//! Core error types.

use std::fmt;

/// Errors raised while building or emitting a response.
#[derive(Debug)]
pub enum Error {
    /// I/O error (transport write, file read).
    Io(std::io::Error),

    /// HTTP error while converting to an `http::Response`.
    Http(http::Error),

    /// JSON encoding failed.
    Encode(serde_json::Error),
}

impl fmt::Display for Error {
    fn fmt(&self, f: &mut fmt::Formatter<'_>) -> fmt::Result {
        match self {
            Error::Io(e) => write!(f, "I/O error: {}", e),
            Error::Http(e) => write!(f, "HTTP error: {}", e),
            Error::Encode(e) => write!(f, "encoding error: {}", e),
        }
    }
}

impl std::error::Error for Error {
    fn source(&self) -> Option<&(dyn std::error::Error + 'static)> {
        match self {
            Error::Io(e) => Some(e),
            Error::Http(e) => Some(e),
            Error::Encode(e) => Some(e),
        }
    }
}

impl From<std::io::Error> for Error {
    fn from(e: std::io::Error) -> Self {
        Error::Io(e)
    }
}

impl From<http::Error> for Error {
    fn from(e: http::Error) -> Self {
        Error::Http(e)
    }
}

impl From<serde_json::Error> for Error {
    fn from(e: serde_json::Error) -> Self {
        Error::Encode(e)
    }
}

/// Result type alias for core operations.
pub type Result<T> = std::result::Result<T, Error>;

#[cfg(test)]
mod tests {
    use super::*;

    #[test]
    fn test_error_from_http() {
        let http_err = http::Response::builder()
            .status(1000u16)
            .body(())
            .unwrap_err();
        let err: Error = http_err.into();

        assert!(matches!(err, Error::Http(_)));
        assert!(err.to_string().starts_with("HTTP error: "));
    }

    #[test]
    fn test_error_from_io() {
        let io_err = std::io::Error::new(std::io::ErrorKind::BrokenPipe, "closed");
        let err: Error = io_err.into();

        assert!(matches!(err, Error::Io(_)));
        assert!(err.to_string().contains("I/O error"));
        assert!(std::error::Error::source(&err).is_some());
    }

    #[test]
    fn test_error_from_encode() {
        let json_err = serde_json::from_str::<serde_json::Value>("{").unwrap_err();
        let err: Error = json_err.into();
        assert!(matches!(err, Error::Encode(_)));
    }
}
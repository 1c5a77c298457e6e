//! HTTP request seen by handlers.

use std::borrow::Cow;

use bytes::Bytes;
use http::header::{self, HeaderName};
use http::{HeaderMap, Method, Uri};

/// Header name constants for fast lookup.
mod header_names {
    use super::*;

    pub static CONTENT_TYPE: HeaderName = header::CONTENT_TYPE;
    pub static COOKIE: HeaderName = header::COOKIE;
}

const FORM_URLENCODED: &str = "application/x-www-form-urlencoded";

/// Key-value pair list (faster than HashMap for small collections).
pub type ParamList = Vec<(String, String)>;

/// HTTP request.
#[derive(Debug)]
pub struct Request {
    method: Method,
    uri: Uri,
    headers: HeaderMap,
    body: Bytes,
    version: http::Version,
    params: ParamList,
}

impl Default for Request {
    fn default() -> Self {
        Self::new(Method::GET, Uri::from_static("/"), HeaderMap::new(), Bytes::new())
    }
}

impl Request {
    /// Create a new request. Query and url-encoded form parameters are parsed once here.
    pub fn new(method: Method, uri: Uri, headers: HeaderMap, body: Bytes) -> Self {
        let mut params = uri.query().map(parse_query_string).unwrap_or_default();

        let is_form = headers
            .get(&header_names::CONTENT_TYPE)
            .and_then(|v| v.to_str().ok())
            .is_some_and(|ct| ct.starts_with(FORM_URLENCODED));
        if is_form {
            if let Ok(form) = std::str::from_utf8(&body) {
                params.extend(parse_query_string(form));
            }
        }

        Self {
            method,
            uri,
            headers,
            body,
            version: http::Version::HTTP_11,
            params,
        }
    }

    /// Get the HTTP method.
    #[inline]
    pub fn method(&self) -> &Method {
        &self.method
    }

    /// Get the request path.
    #[inline]
    pub fn path(&self) -> &str {
        self.uri.path()
    }

    /// Get the query string.
    #[inline]
    pub fn query(&self) -> Option<&str> {
        self.uri.query()
    }

    /// Get the full URI.
    #[inline]
    pub fn uri(&self) -> &Uri {
        &self.uri
    }

    /// Get the headers.
    #[inline]
    pub fn headers(&self) -> &HeaderMap {
        &self.headers
    }

    /// Get the request body.
    #[inline]
    pub fn body(&self) -> &Bytes {
        &self.body
    }

    /// Get the HTTP version.
    #[inline]
    pub fn version(&self) -> http::Version {
        self.version
    }

    /// Set the HTTP version.
    #[inline]
    pub fn set_version(&mut self, version: http::Version) {
        self.version = version;
    }

    /// Protocol string used as the default response version.
    #[inline]
    pub fn protocol(&self) -> &'static str {
        match self.version {
            http::Version::HTTP_09 => "HTTP/0.9",
            http::Version::HTTP_10 => "HTTP/1.0",
            http::Version::HTTP_2 => "HTTP/2.0",
            http::Version::HTTP_3 => "HTTP/3.0",
            _ => "HTTP/1.1",
        }
    }

    /// Get a header value by string name (case-insensitive).
    #[inline]
    pub fn header(&self, name: &str) -> Option<&str> {
        self.headers.get(name).and_then(|v| v.to_str().ok())
    }

    /// Get a query or form parameter. Form values win over query values.
    pub fn get(&self, key: &str) -> Option<&str> {
        self.params
            .iter()
            .rev()
            .find(|(k, _)| k == key)
            .map(|(_, v)| v.as_str())
    }

    /// All query and form parameters in arrival order.
    #[inline]
    pub fn params(&self) -> &ParamList {
        &self.params
    }

    /// Get a request cookie by name.
    pub fn cookie(&self, name: &str) -> Option<String> {
        self.headers
            .get_all(&header_names::COOKIE)
            .iter()
            .filter_map(|v| v.to_str().ok())
            .flat_map(parse_cookies)
            .find(|(k, _)| k == name)
            .map(|(_, v)| v)
    }
}

impl<B> From<http::Request<B>> for Request
where
    B: Into<Bytes>,
{
    fn from(req: http::Request<B>) -> Self {
        let (parts, body) = req.into_parts();
        let mut request = Request::new(parts.method, parts.uri, parts.headers, body.into());
        request.set_version(parts.version);
        request
    }
}

/// Percent-decode, treating `+` as a space.
#[inline]
fn form_decode(s: &str) -> String {
    let s: Cow<'_, str> = if s.contains('+') {
        Cow::Owned(s.replace('+', " "))
    } else {
        Cow::Borrowed(s)
    };

    if s.contains('%') {
        percent_encoding::percent_decode_str(&s)
            .decode_utf8_lossy()
            .into_owned()
    } else {
        s.into_owned()
    }
}

/// Parse a query string into key-value pairs.
pub fn parse_query_string(query: &str) -> ParamList {
    let pair_count = query.matches('&').count() + 1;
    let mut params = Vec::with_capacity(pair_count.min(16));

    for pair in query.split('&') {
        if pair.is_empty() {
            continue;
        }

        let (key, value) = match pair.find('=') {
            Some(pos) => (&pair[..pos], &pair[pos + 1..]),
            None => (pair, ""),
        };

        if !key.is_empty() {
            params.push((form_decode(key), form_decode(value)));
        }
    }

    params
}

/// Parse a Cookie header into name-value pairs.
pub fn parse_cookies(cookie_header: &str) -> ParamList {
    let mut cookies = Vec::new();

    for cookie in cookie_header.split(';') {
        let cookie = cookie.trim();
        let Some((name, value)) = cookie.split_once('=') else {
            continue;
        };

        let name = name.trim();
        if !name.is_empty() {
            let value = percent_encoding::percent_decode_str(value.trim())
                .decode_utf8_lossy()
                .into_owned();
            cookies.push((name.to_string(), value));
        }
    }

    cookies
}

##############################

Your instructions >> Compute the number of lines above that contain the string "parts". Reply with that value only.

Exercise response >> 3